27/11/2024
Prezados amigos,
Em virtude das publicações realizadas nos dias 11 e 12 de novembro de 2024, recebi inúmeras mensagens de pessoas que ainda desconheciam os acontecimentos relacionados ao processo judicial que movi contra os sócios da Pit Stop Pizzaria. Por meio desta carta aberta, venho esclarecer alguns pontos essenciais desse processo e os motivos que me levaram a recorrer à Justiça.
No final de 2013, os sócios me convidaram para integrar a empresa Eder Scaldelai & Cia Ltda – ME, que opera sob o nome fantasia de Pit Stop Pizzaria. À época, a antiga sócia estava se retirando da sociedade, conforme registrado em diversas trocas de mensagens em um conhecido aplicativo de conversas.
Aceitando a proposta, adquiri 50% (cinquenta por cento) da empresa, formalizando o pagamento em três parcelas, que foram transferidas para a conta corrente do cônjuge da sócia que se retirava da sociedade.
Com a saída da antiga sócia, em janeiro de 2014, iniciou-se uma nova fase na administração, e passei a atuar como sócio de fato da Pit Stop Pizzaria. Durante os primeiros anos, especificamente entre 2015 e 2017, os lucros relativos à minha participação foram regularmente depositados em minha conta, correspondendo aos 50% dos rendimentos.

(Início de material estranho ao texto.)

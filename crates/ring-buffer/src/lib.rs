//! Bounded Ring Buffer
//!
//! Fixed-capacity FIFO storage for per-frame history. Pushing into a full
//! buffer evicts the oldest entry. A lock-guarded variant is provided for
//! hosts that read history from another thread.

mod buffer;
mod shared;

pub use buffer::{RingBuffer, DEFAULT_CAPACITY};
pub use shared::SharedRingBuffer;
//! Replay settings

use crate::ReplayError;
use config::{Config, Environment, File};
use pipeline::PipelineConfig;
use reporting::DispatcherConfig;
use serde::{Deserialize, Serialize};
use std::path::PathBuf;
use std::str::FromStr;
use tracing::Level;

/// Settings file read when `OCULAR_REPLAY_CONFIG` is unset
pub const DEFAULT_SETTINGS_FILE: &str = "ocular-replay.toml";

/// Environment variable naming an alternative settings file
pub const SETTINGS_PATH_VAR: &str = "OCULAR_REPLAY_CONFIG";

/// Prefix for environment overrides, e.g. `OCULAR_REPLAY__LOG_LEVEL=debug`
pub const ENV_PREFIX: &str = "OCULAR_REPLAY";

#[derive(Debug, Clone, PartialEq, Serialize, Deserialize)]
#[serde(default)]
pub struct ReplaySettings {
    pub log_level: String,
    /// NDJSON session file; stdin when absent
    pub input: Option<PathBuf>,
    /// NDJSON file receiving reports; in-memory only when absent
    pub report_path: Option<PathBuf>,
    /// Dispatch a report every N frames that carry an assessment (0 = end of input only)
    pub report_every: u64,
    pub report_retention: usize,
    pub pipeline: PipelineConfig,
    pub dispatcher: DispatcherConfig,
}

impl Default for ReplaySettings {
    fn default() -> Self {
        Self {
            log_level: "info".to_string(),
            input: None,
            report_path: None,
            report_every: 60,
            report_retention: 100,
            pipeline: PipelineConfig::default(),
            dispatcher: DispatcherConfig::default(),
        }
    }
}

impl ReplaySettings {
    /// Load from the default file (or `OCULAR_REPLAY_CONFIG`) plus environment
    pub fn load() -> Result<Self, ReplayError> {
        let path = std::env::var(SETTINGS_PATH_VAR).unwrap_or_else(|_| DEFAULT_SETTINGS_FILE.to_string());
        Self::load_from(&path)
    }

    /// Load from a specific file; a missing file falls back to defaults
    pub fn load_from(path: &str) -> Result<Self, ReplayError> {
        let settings = Config::builder()
            .add_source(File::with_name(path).required(false))
            .add_source(
                Environment::with_prefix(ENV_PREFIX)
                    .prefix_separator("__")
                    .separator("__")
                    .try_parsing(true),
            )
            .build()?
            .try_deserialize()?;
        Ok(settings)
    }

    pub fn level(&self) -> Result<Level, ReplayError> {
        Level::from_str(&self.log_level).map_err(|_| ReplayError::LogLevel(self.log_level.clone()))
    }
}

A partir de 2018, no entanto, surgiram problemas. Os depósitos deixaram de ser realizados, e os relatórios financeiros, antes enviados diariamente, passaram a ser compartilhados de forma esporádica, mesmo com o evidente crescimento da empresa, conforme relatos de pessoas próximas. Sempre que solicitava explicações, os sócios alegavam falta de tempo para o envio dos documentos, embora mantivessem registros atualizados em livros-caixa e planilhas.
No início de setembro de 2018, devido à falta de transparência, à ausência de relatórios e ao não pagamento de valores devidos, decidi verificar pessoalmente a situação nas dependências da Pit Stop Pizzaria. Após constatar desfalques financeiros que prejudicavam minha participação, optamos, no dia 4 de setembro de 2018, por formalizar um acordo para a venda de minha participação de 50%.
Entretanto, após meu retorno ao exterior, fui surpreendido pela negativa dos sócios em cumprir o pagamento acordado pela minha parte na empresa. Além disso, o cheque emitido por eles, destinado a garantir o pagamento, foi cancelado sob a alegação de “sustação por furto ou roubo”, uma ação de má-fé que impediu o recebimento do valor devido.
Informo que foi concedida uma liminar judicial obrigando os sócios da Pit Stop Pizzaria a prestarem contas da empresa. Contudo, até o momento, tal determinação não foi cumprida.
Esta publicação tem como objetivo informar com transparência sobre os fatos que estão sendo tratados judicialmente e esclarecer a situação a vocês, amigos e conhecidos. Conto com a compreensão de todos e reafirmo minha confiança na Justiça para a resolução do caso.
Agradeço pela atenção de todos e coloco-me à disposição para maiores esclarecimentos.